## YOUR TASK
Could you copy each line of the entries that contains "newline"?

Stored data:
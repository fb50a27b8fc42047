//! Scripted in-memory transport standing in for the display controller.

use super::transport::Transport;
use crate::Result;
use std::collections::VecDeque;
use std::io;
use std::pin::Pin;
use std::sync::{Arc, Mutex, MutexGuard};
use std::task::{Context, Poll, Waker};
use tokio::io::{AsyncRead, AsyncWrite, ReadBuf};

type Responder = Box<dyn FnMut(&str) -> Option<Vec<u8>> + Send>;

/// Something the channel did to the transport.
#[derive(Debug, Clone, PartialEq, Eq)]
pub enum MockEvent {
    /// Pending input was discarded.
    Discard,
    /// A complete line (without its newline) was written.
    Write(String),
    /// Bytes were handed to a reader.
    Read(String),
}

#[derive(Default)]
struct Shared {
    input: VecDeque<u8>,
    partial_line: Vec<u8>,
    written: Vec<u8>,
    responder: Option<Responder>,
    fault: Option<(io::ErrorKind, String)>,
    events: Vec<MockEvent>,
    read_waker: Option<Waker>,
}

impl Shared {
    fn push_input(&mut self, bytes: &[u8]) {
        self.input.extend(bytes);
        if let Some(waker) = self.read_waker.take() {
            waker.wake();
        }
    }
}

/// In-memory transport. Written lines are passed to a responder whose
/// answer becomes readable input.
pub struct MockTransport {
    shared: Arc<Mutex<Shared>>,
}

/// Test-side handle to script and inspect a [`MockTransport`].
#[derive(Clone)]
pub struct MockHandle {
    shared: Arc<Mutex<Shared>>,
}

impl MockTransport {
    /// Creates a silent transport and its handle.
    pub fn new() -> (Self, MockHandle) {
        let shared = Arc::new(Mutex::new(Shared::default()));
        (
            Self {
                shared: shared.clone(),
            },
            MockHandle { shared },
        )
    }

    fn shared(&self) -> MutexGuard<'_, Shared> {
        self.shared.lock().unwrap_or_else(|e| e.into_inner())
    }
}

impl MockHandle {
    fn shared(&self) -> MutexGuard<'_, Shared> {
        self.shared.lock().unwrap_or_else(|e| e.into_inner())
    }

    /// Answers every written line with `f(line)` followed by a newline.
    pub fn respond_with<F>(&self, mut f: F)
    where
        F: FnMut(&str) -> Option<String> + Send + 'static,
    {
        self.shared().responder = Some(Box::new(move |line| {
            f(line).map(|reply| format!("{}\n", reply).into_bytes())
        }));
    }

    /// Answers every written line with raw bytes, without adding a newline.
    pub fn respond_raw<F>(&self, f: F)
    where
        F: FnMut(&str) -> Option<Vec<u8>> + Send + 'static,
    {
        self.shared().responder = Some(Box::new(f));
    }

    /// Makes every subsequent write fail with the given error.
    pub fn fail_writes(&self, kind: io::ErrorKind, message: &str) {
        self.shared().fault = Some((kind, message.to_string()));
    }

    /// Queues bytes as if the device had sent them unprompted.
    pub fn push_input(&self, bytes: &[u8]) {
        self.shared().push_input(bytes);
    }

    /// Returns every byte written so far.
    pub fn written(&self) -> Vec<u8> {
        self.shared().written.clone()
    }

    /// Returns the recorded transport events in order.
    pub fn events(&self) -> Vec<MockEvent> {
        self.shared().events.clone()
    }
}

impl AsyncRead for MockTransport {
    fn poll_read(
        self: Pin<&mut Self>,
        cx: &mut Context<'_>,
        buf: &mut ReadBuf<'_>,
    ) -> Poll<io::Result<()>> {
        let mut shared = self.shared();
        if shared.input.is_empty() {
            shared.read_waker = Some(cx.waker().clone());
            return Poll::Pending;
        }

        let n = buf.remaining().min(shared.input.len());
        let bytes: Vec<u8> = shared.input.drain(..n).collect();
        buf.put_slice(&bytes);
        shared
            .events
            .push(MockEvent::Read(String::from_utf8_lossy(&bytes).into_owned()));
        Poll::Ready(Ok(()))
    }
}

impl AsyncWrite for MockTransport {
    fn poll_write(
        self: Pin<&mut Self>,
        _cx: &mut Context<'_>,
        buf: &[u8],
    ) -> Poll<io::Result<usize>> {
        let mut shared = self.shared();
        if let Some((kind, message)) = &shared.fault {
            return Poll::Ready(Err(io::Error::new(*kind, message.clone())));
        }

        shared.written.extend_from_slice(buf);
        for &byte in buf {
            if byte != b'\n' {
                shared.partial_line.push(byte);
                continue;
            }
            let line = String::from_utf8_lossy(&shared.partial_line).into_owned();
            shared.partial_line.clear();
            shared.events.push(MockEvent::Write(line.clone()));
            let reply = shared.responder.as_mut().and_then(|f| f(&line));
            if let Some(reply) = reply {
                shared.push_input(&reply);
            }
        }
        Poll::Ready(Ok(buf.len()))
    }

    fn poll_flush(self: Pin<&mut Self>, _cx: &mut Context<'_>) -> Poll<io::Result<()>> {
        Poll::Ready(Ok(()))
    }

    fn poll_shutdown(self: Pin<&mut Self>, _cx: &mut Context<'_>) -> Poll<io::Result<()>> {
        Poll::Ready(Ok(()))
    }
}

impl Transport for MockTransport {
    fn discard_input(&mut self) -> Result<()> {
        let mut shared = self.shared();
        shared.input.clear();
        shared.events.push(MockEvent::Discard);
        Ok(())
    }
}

--

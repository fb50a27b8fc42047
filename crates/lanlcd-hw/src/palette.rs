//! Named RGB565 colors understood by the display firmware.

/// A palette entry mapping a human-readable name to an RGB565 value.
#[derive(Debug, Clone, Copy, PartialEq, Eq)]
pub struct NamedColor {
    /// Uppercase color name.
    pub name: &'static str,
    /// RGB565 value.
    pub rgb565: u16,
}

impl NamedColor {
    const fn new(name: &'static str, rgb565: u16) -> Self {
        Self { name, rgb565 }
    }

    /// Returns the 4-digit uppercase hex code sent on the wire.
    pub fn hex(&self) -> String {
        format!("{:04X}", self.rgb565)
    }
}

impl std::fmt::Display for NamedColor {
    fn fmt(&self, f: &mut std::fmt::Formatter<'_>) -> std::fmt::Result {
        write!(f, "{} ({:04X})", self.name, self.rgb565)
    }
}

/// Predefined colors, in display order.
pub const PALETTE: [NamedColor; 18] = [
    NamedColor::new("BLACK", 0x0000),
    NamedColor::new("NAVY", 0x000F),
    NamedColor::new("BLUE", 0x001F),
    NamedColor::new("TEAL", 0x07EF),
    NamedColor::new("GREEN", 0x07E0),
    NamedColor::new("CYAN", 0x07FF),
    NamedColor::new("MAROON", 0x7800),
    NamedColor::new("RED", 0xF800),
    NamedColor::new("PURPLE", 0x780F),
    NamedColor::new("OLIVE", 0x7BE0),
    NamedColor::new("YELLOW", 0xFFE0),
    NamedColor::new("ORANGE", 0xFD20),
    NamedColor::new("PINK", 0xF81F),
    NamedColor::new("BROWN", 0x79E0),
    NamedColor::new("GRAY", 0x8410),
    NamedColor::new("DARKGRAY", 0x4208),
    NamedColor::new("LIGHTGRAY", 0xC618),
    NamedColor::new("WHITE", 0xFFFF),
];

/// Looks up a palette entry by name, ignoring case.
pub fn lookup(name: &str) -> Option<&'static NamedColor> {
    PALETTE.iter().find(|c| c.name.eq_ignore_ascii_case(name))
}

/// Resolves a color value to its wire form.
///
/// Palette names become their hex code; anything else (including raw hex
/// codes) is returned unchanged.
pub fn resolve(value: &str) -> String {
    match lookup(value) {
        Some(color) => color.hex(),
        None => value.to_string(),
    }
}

==

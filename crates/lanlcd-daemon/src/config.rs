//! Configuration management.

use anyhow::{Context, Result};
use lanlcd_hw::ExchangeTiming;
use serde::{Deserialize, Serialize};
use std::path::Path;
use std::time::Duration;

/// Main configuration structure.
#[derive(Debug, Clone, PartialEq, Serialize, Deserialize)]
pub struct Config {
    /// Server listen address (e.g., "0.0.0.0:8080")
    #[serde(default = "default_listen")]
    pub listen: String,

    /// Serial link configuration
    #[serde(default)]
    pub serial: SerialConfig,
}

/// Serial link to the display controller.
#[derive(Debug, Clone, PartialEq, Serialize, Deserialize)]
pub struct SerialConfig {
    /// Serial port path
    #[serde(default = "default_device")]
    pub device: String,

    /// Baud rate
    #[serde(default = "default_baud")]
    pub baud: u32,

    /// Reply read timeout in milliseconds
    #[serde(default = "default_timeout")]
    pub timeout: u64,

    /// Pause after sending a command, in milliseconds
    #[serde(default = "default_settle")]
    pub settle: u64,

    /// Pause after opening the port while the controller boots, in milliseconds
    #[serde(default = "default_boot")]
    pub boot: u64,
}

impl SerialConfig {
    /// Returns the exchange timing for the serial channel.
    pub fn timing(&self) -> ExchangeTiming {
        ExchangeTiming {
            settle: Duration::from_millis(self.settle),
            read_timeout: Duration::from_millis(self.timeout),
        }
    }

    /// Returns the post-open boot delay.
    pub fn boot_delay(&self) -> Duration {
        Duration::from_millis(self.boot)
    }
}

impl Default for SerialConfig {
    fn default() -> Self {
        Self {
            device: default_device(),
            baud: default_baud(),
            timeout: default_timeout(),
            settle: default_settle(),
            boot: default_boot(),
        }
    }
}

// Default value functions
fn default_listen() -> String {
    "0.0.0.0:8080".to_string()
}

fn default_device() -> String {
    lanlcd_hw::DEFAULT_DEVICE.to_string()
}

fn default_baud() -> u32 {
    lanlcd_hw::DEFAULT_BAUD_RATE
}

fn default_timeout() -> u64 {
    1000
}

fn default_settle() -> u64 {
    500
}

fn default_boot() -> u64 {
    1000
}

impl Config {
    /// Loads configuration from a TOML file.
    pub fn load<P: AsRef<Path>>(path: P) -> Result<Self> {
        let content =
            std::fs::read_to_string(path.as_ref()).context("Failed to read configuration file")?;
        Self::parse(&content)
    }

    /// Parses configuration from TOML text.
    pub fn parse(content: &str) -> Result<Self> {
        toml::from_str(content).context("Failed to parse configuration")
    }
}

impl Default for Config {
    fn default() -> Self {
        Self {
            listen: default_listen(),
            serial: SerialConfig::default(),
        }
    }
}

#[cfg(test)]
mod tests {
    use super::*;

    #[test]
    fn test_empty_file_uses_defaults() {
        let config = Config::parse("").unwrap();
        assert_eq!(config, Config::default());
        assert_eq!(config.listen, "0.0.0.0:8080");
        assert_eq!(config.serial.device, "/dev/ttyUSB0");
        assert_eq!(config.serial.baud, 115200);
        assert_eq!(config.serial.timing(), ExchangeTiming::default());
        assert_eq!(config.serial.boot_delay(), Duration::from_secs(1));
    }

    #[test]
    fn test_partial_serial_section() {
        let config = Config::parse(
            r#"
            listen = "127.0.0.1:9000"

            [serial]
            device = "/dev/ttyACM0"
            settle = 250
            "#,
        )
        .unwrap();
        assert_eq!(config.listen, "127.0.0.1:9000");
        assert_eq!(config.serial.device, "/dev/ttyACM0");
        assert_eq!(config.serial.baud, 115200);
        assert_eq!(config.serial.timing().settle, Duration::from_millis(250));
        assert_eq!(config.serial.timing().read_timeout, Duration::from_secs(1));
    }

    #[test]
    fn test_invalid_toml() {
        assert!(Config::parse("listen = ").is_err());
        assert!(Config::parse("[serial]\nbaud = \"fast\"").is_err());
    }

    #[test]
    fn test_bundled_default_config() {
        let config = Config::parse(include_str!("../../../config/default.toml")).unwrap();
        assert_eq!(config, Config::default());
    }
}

## RESPONSE TO THE TASK
    /// A complete line (without its newline) was written.
    /// Answers every written line with `f(line)` followed by a newline.
    /// Answers every written line with raw bytes, without adding a newline.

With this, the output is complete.